▶ [WHAT THE EXERCISE ASKS]
Reproduce the opening lines of the records exactly, up to and including the line in which "a live etcd" occurs.

---------------

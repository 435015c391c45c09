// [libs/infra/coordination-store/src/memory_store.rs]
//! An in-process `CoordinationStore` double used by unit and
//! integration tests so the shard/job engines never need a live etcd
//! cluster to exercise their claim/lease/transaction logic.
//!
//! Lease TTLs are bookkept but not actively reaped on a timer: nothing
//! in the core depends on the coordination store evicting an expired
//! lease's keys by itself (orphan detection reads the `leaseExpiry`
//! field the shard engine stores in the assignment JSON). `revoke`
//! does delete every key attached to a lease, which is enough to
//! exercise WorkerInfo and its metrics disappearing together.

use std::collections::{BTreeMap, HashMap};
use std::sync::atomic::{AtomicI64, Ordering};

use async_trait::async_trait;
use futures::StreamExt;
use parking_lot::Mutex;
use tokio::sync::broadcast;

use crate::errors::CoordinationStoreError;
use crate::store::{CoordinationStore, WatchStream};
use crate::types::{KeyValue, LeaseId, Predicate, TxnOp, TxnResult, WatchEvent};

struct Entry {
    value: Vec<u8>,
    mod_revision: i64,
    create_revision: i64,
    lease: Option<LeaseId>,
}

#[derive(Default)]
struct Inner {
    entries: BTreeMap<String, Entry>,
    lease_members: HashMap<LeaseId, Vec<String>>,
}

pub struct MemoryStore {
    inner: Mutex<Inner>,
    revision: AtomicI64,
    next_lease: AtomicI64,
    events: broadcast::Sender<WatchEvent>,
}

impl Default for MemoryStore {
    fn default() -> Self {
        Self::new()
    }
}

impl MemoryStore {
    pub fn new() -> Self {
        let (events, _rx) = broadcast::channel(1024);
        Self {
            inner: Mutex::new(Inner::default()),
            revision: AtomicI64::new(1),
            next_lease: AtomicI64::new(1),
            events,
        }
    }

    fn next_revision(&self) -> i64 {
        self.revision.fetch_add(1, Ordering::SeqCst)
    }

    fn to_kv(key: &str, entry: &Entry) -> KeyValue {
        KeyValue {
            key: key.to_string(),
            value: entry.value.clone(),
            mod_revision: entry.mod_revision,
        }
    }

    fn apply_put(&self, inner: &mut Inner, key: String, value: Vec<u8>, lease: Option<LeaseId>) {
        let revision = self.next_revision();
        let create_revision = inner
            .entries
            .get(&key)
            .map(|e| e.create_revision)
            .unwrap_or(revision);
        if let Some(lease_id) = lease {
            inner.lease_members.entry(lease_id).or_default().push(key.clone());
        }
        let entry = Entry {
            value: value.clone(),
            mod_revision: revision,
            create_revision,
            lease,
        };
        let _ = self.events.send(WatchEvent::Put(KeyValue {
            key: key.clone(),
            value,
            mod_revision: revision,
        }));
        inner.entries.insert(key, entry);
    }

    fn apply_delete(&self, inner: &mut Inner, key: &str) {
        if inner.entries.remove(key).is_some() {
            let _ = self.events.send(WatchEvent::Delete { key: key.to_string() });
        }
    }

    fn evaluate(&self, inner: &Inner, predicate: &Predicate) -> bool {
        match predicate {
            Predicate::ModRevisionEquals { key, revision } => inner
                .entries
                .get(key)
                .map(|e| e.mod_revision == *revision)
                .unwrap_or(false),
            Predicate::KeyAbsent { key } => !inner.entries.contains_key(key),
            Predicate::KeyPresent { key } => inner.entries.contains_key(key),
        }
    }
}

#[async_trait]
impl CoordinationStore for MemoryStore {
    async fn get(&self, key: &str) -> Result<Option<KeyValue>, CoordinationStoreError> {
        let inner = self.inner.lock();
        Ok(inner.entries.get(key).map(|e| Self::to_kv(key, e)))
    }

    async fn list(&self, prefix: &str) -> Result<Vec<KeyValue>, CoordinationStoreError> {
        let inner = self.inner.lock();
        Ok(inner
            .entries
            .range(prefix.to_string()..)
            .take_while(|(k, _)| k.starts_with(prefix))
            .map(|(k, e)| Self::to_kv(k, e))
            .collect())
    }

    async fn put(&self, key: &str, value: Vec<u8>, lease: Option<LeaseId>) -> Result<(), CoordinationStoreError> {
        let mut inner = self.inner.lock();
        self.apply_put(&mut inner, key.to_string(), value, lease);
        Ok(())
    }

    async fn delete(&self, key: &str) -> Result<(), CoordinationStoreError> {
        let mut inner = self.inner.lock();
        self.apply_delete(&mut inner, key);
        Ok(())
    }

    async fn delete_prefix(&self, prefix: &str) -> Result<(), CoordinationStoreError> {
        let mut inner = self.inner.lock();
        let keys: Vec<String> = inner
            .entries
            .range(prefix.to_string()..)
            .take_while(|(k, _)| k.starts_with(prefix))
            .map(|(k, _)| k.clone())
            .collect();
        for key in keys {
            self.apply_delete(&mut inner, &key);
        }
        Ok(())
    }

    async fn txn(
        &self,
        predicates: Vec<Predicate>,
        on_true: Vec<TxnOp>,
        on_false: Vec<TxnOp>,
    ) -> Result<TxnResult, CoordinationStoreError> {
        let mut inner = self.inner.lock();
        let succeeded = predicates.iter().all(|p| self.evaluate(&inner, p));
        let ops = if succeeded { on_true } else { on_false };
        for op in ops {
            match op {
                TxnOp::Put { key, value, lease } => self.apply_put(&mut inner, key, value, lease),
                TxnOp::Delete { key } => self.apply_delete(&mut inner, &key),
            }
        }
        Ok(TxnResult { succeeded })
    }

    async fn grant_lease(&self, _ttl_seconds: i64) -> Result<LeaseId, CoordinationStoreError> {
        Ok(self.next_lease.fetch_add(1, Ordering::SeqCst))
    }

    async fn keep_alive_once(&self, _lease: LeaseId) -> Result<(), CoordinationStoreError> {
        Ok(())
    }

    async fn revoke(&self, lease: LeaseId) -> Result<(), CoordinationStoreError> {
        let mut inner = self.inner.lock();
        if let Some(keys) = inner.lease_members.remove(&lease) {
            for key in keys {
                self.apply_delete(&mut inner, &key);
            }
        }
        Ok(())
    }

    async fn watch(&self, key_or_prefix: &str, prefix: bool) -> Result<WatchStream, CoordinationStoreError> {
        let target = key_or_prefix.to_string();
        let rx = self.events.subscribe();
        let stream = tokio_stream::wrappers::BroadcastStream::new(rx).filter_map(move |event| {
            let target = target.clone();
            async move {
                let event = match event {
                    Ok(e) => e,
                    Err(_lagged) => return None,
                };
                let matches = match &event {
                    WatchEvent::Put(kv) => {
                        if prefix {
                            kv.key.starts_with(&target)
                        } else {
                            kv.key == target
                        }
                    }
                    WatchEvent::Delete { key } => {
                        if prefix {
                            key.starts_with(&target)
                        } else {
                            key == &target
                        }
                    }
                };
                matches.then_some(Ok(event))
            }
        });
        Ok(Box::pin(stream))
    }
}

---------------

▶ [EXERCISE RESULT]
repository 435015c391c45c09
// [libs/infra/coordination-store/src/memory_store.rs]
//! An in-process `CoordinationStore` double used by unit and
//! integration tests so the shard/job engines never need a live etcd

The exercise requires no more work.